Como disse Walter Benjamin, “renunciar ao homem é para o fotógrafo a mais irrealizável de todas as exigências. Quem não sabia disso, aprendeu com os melhores filmes russos que mesmo o ambiente e a paisagem só se revelam ao fotógrafo que sabe captá-los em sua manifestação anônima num rosto humano” (Benjamin, “Pequena história da fotografia”). As fotos de Verger são humanamente tocantes, registram os homens e o Homem, as culturas e a humanidade.

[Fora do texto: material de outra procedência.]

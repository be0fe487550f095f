use uuid::Uuid;

use super::amount::{round_amount, within_cap};
use super::countries::{is_known_country_code, is_sepa_country};
use super::error::{IssueKind, Pain001Error, ValidationError};
use super::identifiers::{bic_valid, iban_country, iban_valid};
use super::text::{ID_MAX_LEN, TOWN_MAX_LEN, sanitize};
use super::types::*;
use super::variant::{AddressLayout, VariantStrategy};

/// `NbOfTxs` is `Max15NumericText`.
pub const MAX_TRANSACTIONS: u64 = 999_999_999_999_999;

/// Check a batch against its variant's preconditions.
/// Returns all findings (not just the first); an empty list means the batch
/// can be generated.
pub fn validate_batch(batch: &PaymentBatch) -> Vec<ValidationError> {
    let strategy = batch.variant.strategy();
    let mut errors = Vec::new();

    if batch.payments.is_empty() {
        errors.push(ValidationError::invalid(
            "payments",
            "batch must contain at least one payment",
        ));
    }
    if batch.payments.len() as u64 > MAX_TRANSACTIONS {
        errors.push(ValidationError::invalid(
            "payments",
            format!(
                "{} payments do not fit into NbOfTxs (15 digits)",
                batch.payments.len()
            ),
        ));
    }

    validate_initiating_party(&batch.initiating_party, &strategy, &mut errors);
    validate_debtor(&batch.debtor, &strategy, &mut errors);

    for payment in &batch.payments {
        validate_payment(payment, batch, &strategy, &mut errors);
    }

    errors
}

É notável a dignidade que seus enquadramentos conferem aos retratados e às culturas que eles representam e encarnam; nisso concentra-se grande parte de seu valor antropológico. São fotos fortes, sensoriais, ricas em nuances de texturas e sombras, de múltiplas matizes, que trabalham na formação do pathos do trabalho, tornando, nele, a representação da natureza humana tangível e profunda.

Único livro autobiográfico de Pierre Verger, publicado pela primeira vez em 1988 e indisponível há mais de vinte anos, 50 anos de fotografia foi reeditado pela Fundação Pierre Verger. A nova edição tem novo formato, mas manteve os textos e as fotos originais, além da inclusão de algumas novas imagens. Infelizmente na reedição a maior parte das ampliações desfocaram as fotos.

“A imagem pode ser nebulosa, descolorida, sem valor documental, mas ela provém por sua gênese da ontologia do modelo; ela é o modelo” – Bazin.